= Action item =
From the top of the records below, return each line exactly, ending with the line that contains "of the samples.".

= Dataset entries =
Segment Open

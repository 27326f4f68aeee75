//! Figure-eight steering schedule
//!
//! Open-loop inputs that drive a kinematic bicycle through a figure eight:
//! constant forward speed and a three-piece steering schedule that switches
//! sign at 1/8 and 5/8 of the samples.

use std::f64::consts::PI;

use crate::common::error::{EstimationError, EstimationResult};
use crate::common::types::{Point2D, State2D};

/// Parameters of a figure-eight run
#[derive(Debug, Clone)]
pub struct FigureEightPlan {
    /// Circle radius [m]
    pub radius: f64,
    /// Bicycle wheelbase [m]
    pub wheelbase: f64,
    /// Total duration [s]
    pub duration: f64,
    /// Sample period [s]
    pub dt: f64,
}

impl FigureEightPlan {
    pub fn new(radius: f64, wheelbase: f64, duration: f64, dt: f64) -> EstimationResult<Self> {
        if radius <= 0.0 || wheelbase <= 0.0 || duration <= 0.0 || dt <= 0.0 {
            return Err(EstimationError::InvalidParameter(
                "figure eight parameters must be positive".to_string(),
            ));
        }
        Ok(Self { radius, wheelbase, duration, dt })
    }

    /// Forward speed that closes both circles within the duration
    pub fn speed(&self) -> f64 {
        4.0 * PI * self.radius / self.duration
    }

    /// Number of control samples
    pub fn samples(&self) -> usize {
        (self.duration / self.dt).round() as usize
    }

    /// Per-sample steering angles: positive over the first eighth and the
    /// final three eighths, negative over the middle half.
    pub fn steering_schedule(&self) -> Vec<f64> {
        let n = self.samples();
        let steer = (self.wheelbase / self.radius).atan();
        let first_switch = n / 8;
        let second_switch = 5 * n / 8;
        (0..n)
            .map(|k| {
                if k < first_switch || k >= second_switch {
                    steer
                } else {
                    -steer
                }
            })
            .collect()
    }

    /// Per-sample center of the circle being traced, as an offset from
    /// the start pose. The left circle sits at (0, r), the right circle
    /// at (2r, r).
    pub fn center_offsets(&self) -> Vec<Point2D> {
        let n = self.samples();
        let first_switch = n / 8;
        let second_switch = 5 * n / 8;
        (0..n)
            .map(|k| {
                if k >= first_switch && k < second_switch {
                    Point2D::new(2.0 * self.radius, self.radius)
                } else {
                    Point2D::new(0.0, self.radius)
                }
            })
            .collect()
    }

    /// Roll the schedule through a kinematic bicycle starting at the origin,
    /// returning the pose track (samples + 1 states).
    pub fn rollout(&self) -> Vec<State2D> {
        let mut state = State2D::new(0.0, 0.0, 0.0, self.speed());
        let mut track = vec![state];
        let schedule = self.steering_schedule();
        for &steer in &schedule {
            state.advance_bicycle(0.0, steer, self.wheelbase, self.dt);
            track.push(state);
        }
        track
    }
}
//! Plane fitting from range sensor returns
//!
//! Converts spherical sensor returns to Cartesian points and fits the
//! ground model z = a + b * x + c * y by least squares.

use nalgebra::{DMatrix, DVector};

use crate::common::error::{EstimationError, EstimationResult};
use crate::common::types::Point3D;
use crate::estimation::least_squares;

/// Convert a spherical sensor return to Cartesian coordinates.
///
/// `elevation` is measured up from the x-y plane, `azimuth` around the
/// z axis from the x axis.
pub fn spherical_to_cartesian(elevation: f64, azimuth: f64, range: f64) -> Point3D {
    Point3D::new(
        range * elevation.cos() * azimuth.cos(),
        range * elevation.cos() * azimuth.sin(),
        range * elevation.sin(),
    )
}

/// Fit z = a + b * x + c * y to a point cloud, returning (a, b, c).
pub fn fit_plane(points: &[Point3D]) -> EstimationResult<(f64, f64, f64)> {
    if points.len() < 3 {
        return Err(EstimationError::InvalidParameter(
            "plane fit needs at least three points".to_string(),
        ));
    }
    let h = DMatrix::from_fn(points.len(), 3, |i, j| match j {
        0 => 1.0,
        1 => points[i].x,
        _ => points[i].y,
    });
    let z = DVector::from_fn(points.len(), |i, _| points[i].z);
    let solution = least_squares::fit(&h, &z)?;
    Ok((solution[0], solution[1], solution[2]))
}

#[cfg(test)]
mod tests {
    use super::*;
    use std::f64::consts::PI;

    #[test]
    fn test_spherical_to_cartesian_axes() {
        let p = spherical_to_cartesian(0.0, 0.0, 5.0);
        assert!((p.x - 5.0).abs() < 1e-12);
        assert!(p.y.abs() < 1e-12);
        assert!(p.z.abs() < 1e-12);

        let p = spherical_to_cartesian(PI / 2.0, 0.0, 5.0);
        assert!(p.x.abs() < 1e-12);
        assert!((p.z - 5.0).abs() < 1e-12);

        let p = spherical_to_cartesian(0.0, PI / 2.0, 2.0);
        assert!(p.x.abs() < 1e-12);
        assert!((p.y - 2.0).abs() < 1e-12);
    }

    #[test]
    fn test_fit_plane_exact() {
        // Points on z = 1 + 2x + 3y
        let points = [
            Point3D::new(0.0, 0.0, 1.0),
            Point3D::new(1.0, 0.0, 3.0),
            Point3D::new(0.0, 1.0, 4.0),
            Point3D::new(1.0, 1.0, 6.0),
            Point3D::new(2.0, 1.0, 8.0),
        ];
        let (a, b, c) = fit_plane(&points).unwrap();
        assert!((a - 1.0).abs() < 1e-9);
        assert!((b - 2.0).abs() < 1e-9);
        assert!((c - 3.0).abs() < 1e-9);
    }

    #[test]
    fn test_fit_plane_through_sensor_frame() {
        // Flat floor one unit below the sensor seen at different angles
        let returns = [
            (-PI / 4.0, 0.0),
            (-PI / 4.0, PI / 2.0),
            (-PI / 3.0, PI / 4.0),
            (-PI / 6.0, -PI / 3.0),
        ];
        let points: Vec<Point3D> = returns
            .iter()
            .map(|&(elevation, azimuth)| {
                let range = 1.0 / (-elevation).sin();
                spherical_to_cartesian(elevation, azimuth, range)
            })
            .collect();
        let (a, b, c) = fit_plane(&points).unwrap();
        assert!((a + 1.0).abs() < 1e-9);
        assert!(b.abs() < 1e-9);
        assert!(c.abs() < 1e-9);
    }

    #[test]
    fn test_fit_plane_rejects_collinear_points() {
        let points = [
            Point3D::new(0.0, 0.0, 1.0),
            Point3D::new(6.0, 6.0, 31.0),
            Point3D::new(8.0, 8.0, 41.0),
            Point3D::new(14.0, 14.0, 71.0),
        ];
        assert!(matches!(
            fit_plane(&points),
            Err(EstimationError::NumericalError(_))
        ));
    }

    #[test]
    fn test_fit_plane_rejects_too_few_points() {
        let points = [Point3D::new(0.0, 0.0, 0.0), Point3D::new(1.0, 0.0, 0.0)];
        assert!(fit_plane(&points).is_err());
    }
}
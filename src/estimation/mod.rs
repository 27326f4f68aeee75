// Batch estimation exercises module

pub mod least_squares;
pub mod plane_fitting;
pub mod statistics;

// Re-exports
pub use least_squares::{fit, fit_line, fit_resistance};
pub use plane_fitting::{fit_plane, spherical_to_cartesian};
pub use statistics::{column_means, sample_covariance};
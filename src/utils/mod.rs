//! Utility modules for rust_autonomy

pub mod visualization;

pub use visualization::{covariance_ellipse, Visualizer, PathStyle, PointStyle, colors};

Segment Closed

= Response to the task =
repository 27326f4f68aeee75
//! Figure-eight steering schedule
//!
//! Open-loop inputs that drive a kinematic bicycle through a figure eight:
//! constant forward speed and a three-piece steering schedule that switches
//! sign at 1/8 and 5/8 of the samples.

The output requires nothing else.